The lifecycle command is used to add, modify, query, or delete lifecycle configurations.

Note
  • The commands described in this topic apply to Linux. To use the commands in other systems, replace ./ossutil in the command with the actual executable program name. For example, you can use the help command in 32-bit Windows systems by running ossutil32.exe help.
  • For more information about lifecycle rules, see Lifecycle rules.

Command syntax

  • Add or modify lifecycle configurations
    ./ossutil lifecycle --method put oss://bucket local_xml_file [options]
    ossutil reads the configurations of lifecycle rules in local_xml_file, and adds the rules obtained from the configuration file for the bucket. If the rule ID exists in the configuration file, ossutil overwrites the configurations of the existing rule ID.
    A lifecycle configuration file is an XML file that describes the rules on handling expired objects, such as whether to delete the object or to convert the storage class of expired objects. You can configure the rules based on your needs. The following code provides an example of a complete lifecycle configuration:
    <? xml version="1.0" encoding="UTF-8"? >
    <LifecycleConfiguration>
      <Rule>
        <ID>RuleID</ID>
        <Prefix>Prefix</Prefix>
        <Status>Status</Status>
        <Expiration>
          <Days>Days</Days>
        </Expiration>
        <Transition>
          <Days>Days</Days>
          <StorageClass>StorageClass</StorageClass>
        </Transition>
        <AbortMultipartUpload>
          <Days>Days</Days>
        </AbortMultipartUpload>
      </Rule>
    </LifecycleConfiguration>
    For more information about lifecycle configurations, see Configuration elements.
  • Query lifecycle configurations
    ossutil lifecycle --method get oss://bucket [local_file]

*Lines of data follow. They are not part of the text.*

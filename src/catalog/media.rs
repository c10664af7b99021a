//! Media descriptors: logos, avatars, gallery images, and the version
//! bookkeeping used to detect stale cached renditions.

use std::collections::BTreeMap;
use std::fmt;

use serde::{Deserialize, Serialize};

/// Available renditions of a mod logo.
#[derive(Debug, Clone, Copy, PartialEq, Eq, Hash)]
pub enum LogoSize {
    /// The uploaded source image.
    Original,
    /// 320x180 thumbnail.
    Thumb320x180,
    /// 640x360 thumbnail.
    Thumb640x360,
    /// 1280x720 thumbnail.
    Thumb1280x720,
}

impl LogoSize {
    /// Stable identifier used in cache paths and version records.
    pub fn as_str(&self) -> &'static str {
        match self {
            LogoSize::Original => "original",
            LogoSize::Thumb320x180 => "320x180",
            LogoSize::Thumb640x360 => "640x360",
            LogoSize::Thumb1280x720 => "1280x720",
        }
    }
}

impl fmt::Display for LogoSize {
    fn fmt(&self, f: &mut fmt::Formatter<'_>) -> fmt::Result {
        write!(f, "{}", self.as_str())
    }
}

/// Available renditions of a user avatar.
#[derive(Debug, Clone, Copy, PartialEq, Eq, Hash)]
pub enum AvatarSize {
    /// The uploaded source image.
    Original,
    /// 50x50 thumbnail.
    Thumb50x50,
    /// 100x100 thumbnail.
    Thumb100x100,
}

impl AvatarSize {
    /// Stable identifier used in cache paths and version records.
    pub fn as_str(&self) -> &'static str {
        match self {
            AvatarSize::Original => "original",
            AvatarSize::Thumb50x50 => "50x50",
            AvatarSize::Thumb100x100 => "100x100",
        }
    }
}

impl fmt::Display for AvatarSize {
    fn fmt(&self, f: &mut fmt::Formatter<'_>) -> fmt::Result {
        write!(f, "{}", self.as_str())
    }
}

/// Available renditions of a gallery image.
#[derive(Debug, Clone, Copy, PartialEq, Eq, Hash)]
pub enum GallerySize {
    /// The uploaded source image.
    Original,
    /// 320x180 thumbnail.
    Thumb320x180,
}

impl GallerySize {
    /// Stable identifier used in cache paths.
    pub fn as_str(&self) -> &'static str {
        match self {
            GallerySize::Original => "original",
            GallerySize::Thumb320x180 => "320x180",
        }
    }
}

impl fmt::Display for GallerySize {
    fn fmt(&self, f: &mut fmt::Formatter<'_>) -> fmt::Result {
        write!(f, "{}", self.as_str())
    }
}

/// Remote locations of every logo rendition, plus the source filename
/// identifying which upload they were derived from.
#[derive(Debug, Clone, PartialEq, Eq, Default, Serialize, Deserialize)]
pub struct LogoImageSet {
    /// Filename of the uploaded source image.
    pub file_name: String,
    /// URL of the source image.
    pub original: String,
    /// URL of the 320x180 rendition.
    pub thumb_320x180: String,
    /// URL of the 640x360 rendition.
    pub thumb_640x360: String,
    /// URL of the 1280x720 rendition.
    pub thumb_1280x720: String,
}

impl LogoImageSet {
    /// URL for the requested rendition.
    pub fn url_for(&self, size: LogoSize) -> &str {
        match size {
            LogoSize::Original => &self.original,
            LogoSize::Thumb320x180 => &self.thumb_320x180,
            LogoSize::Thumb640x360 => &self.thumb_640x360,
            LogoSize::Thumb1280x720 => &self.thumb_1280x720,
        }
    }
}

/// Remote locations of every avatar rendition.
#[derive(Debug, Clone, PartialEq, Eq, Default, Serialize, Deserialize)]
pub struct AvatarImageSet {
    /// Filename of the uploaded source image.
    pub file_name: String,
    /// URL of the source image.
    pub original: String,
    /// URL of the 50x50 rendition.
    pub thumb_50x50: String,
    /// URL of the 100x100 rendition.
    pub thumb_100x100: String,
}

impl AvatarImageSet {
    /// URL for the requested rendition.
    pub fn url_for(&self, size: AvatarSize) -> &str {
        match size {
            AvatarSize::Original => &self.original,
            AvatarSize::Thumb50x50 => &self.thumb_50x50,
            AvatarSize::Thumb100x100 => &self.thumb_100x100,
        }
    }
}

/// One image in a mod's gallery.
#[derive(Debug, Clone, PartialEq, Eq, Default, Serialize, Deserialize)]
pub struct GalleryImage {
    /// Filename of the uploaded image, unique within the gallery.
    pub file_name: String,
    /// URL of the source image.
    pub original: String,
    /// URL of the 320x180 rendition.
    pub thumb_320x180: String,
}

impl GalleryImage {
    /// URL for the requested rendition.
    pub fn url_for(&self, size: GallerySize) -> &str {
        match size {
            GallerySize::Original => &self.original,
            GallerySize::Thumb320x180 => &self.thumb_320x180,
        }
    }
}

/// All media attached to a mod profile.
#[derive(Debug, Clone, PartialEq, Eq, Default, Serialize, Deserialize)]
pub struct ModMedia {
    /// Full YouTube video URLs.
    pub youtube_urls: Vec<String>,
    /// Full Sketchfab model URLs.
    pub sketchfab_urls: Vec<String>,
    /// Gallery images, in display order.
    pub gallery_images: Vec<GalleryImage>,
}

/// Companion record stored beside cached logo/avatar renditions.
///
/// Maps a rendition key (see [`LogoSize::as_str`]) to the source filename
/// the cached file was derived from. A cached rendition whose recorded
/// source no longer matches the profile's current upload is stale and gets
/// re-fetched.
#[derive(Debug, Clone, PartialEq, Eq, Default, Serialize, Deserialize)]
pub struct ImageVersions {
    sources: BTreeMap<String, String>,
}

impl ImageVersions {
    /// Source filename recorded for a rendition, if any.
    pub fn source(&self, size_key: &str) -> Option<&str> {
        self.sources.get(size_key).map(String::as_str)
    }

    /// Record the source filename a rendition was derived from.
    pub fn set_source(&mut self, size_key: &str, file_name: &str) {
        self.sources
            .insert(size_key.to_string(), file_name.to_string());
    }

    /// Whether the recorded source for a rendition matches `file_name`.
    pub fn matches(&self, size_key: &str, file_name: &str) -> bool {
        self.source(size_key) == Some(file_name)
    }
}

#[cfg(test)]
mod tests {
    use super::*;

    #[test]
    fn test_logo_size_as_str() {
        assert_eq!(LogoSize::Original.as_str(), "original");
        assert_eq!(LogoSize::Thumb320x180.as_str(), "320x180");
        assert_eq!(LogoSize::Thumb640x360.as_str(), "640x360");
        assert_eq!(LogoSize::Thumb1280x720.as_str(), "1280x720");
    }

    #[test]
    fn test_logo_url_for_size() {
        let logo = LogoImageSet {
            file_name: "card.png".to_string(),
            original: "https://media.example/card.png".to_string(),
            thumb_320x180: "https://media.example/card_320.png".to_string(),
            thumb_640x360: "https://media.example/card_640.png".to_string(),
            thumb_1280x720: "https://media.example/card_1280.png".to_string(),
        };

        assert_eq!(logo.url_for(LogoSize::Original), "https://media.example/card.png");
        assert_eq!(
            logo.url_for(LogoSize::Thumb640x360),
            "https://media.example/card_640.png"
        );
    }

    #[test]
    fn test_avatar_url_for_size() {
        let avatar = AvatarImageSet {
            file_name: "me.png".to_string(),
            original: "https://media.example/me.png".to_string(),
            thumb_50x50: "https://media.example/me_50.png".to_string(),
            thumb_100x100: "https://media.example/me_100.png".to_string(),
        };

        assert_eq!(avatar.url_for(AvatarSize::Thumb50x50), "https://media.example/me_50.png");
    }

    #[test]
    fn test_image_versions_tracks_sources() {
        let mut versions = ImageVersions::default();
        assert_eq!(versions.source("original"), None);
        assert!(!versions.matches("original", "card.png"));

        versions.set_source("original", "card.png");
        assert_eq!(versions.source("original"), Some("card.png"));
        assert!(versions.matches("original", "card.png"));
        assert!(!versions.matches("original", "newer.png"));
    }

    #[test]
    fn test_image_versions_rendition_keys_independent() {
        let mut versions = ImageVersions::default();
        versions.set_source("original", "card.png");
        versions.set_source("320x180", "older.png");

        assert!(versions.matches("original", "card.png"));
        assert!(!versions.matches("320x180", "card.png"));
    }

    #[test]
    fn test_image_versions_round_trip() {
        let mut versions = ImageVersions::default();
        versions.set_source("original", "card.png");

        let json = serde_json::to_string(&versions).unwrap();
        let back: ImageVersions = serde_json::from_str(&json).unwrap();
        assert_eq!(versions, back);
    }
}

    The local_file parameter specifies the name of the configuration file. If this parameter is specified, ossutil saves the obtained lifecycle configurations as a local file. If this parameter is not specified, ossutil displays the obtained lifecycle configurations.

  • Delete lifecycle configurations
    ./ossuitl lifecycle --method delete oss://bucket

Examples

  • Add a lifecycle rule that changes the storage class of objects uploaded for 10 days and prefixed by test/ to IA
    ./ossutil lifecycle --method put oss://bucket1  /file/lifecycle.xml
    The content of the lifecycle.xml configuration file is as follows:
    <? xml version="1.0" encoding="UTF-8"? >
    <LifecycleConfiguration>
      <Rule>
        <ID>1</ID>
        <Prefix>test/</Prefix>
        <Status>Enabled</Status>
        <Transition>
          <Days>10</Days>
          <StorageClass>IA</StorageClass>
        </Transition>
     </Rule>
    </LifecycleConfiguration>
  • Add a lifecycle rule that deletes objects modified before January 1, 2019 and prefixed by test/
    ./ossutil lifecycle --method put oss://bucket1  /file/lifecycle.xml
    The content of the lifecycle.xml configuration file is as follows:
    <? xml version="1.0" encoding="UTF-8"? >
    <LifecycleConfiguration>
      <Rule>
        <ID>2</ID>
        <Prefix>test/</Prefix>
        <Status>Enabled</Status>
        <Expiration>
          <CreatedBeforeDate>2019-01-01T00:00:00.000Z</CreatedBeforeDate>
        </Expiration>
     </Rule>
    </LifecycleConfiguration>
  • Query lifecycle configurations
    ./ossutil lifecycle --method get oss://bucket1  /file/lifecycle.xml
  • Delete lifecycle configurations
    ./ossutil lifecycle --method delete oss://bucket1  

Common options

The following table describes the options you can add to the lifecycle command.
Option Description
--method Specifies the HTTP request method. Valid values:
  • put: adds or modifies lifecycle configurations.
  • get: queries lifecycle configurations.
  • delete: deletes lifecycle configurations.
--loglevel Specifies the log level. The default value is null, which indicates that no log files are generated. Valid values:
  • info: generates prompt logs.
  • debug: generates detailed logs that contain corresponding HTTP request and response information.
--proxy-host Specifies the URL of the proxy server. HTTP, HTTPS, and SOCKS5 proxies are supported. Examples: http://120.79. **.**:3128 and socks5://120.79. **. **:1080.
--proxy-user Specifies the username of the proxy server. The default value is null.
--proxy-pwd Specifies the password of the proxy server. The default value is null.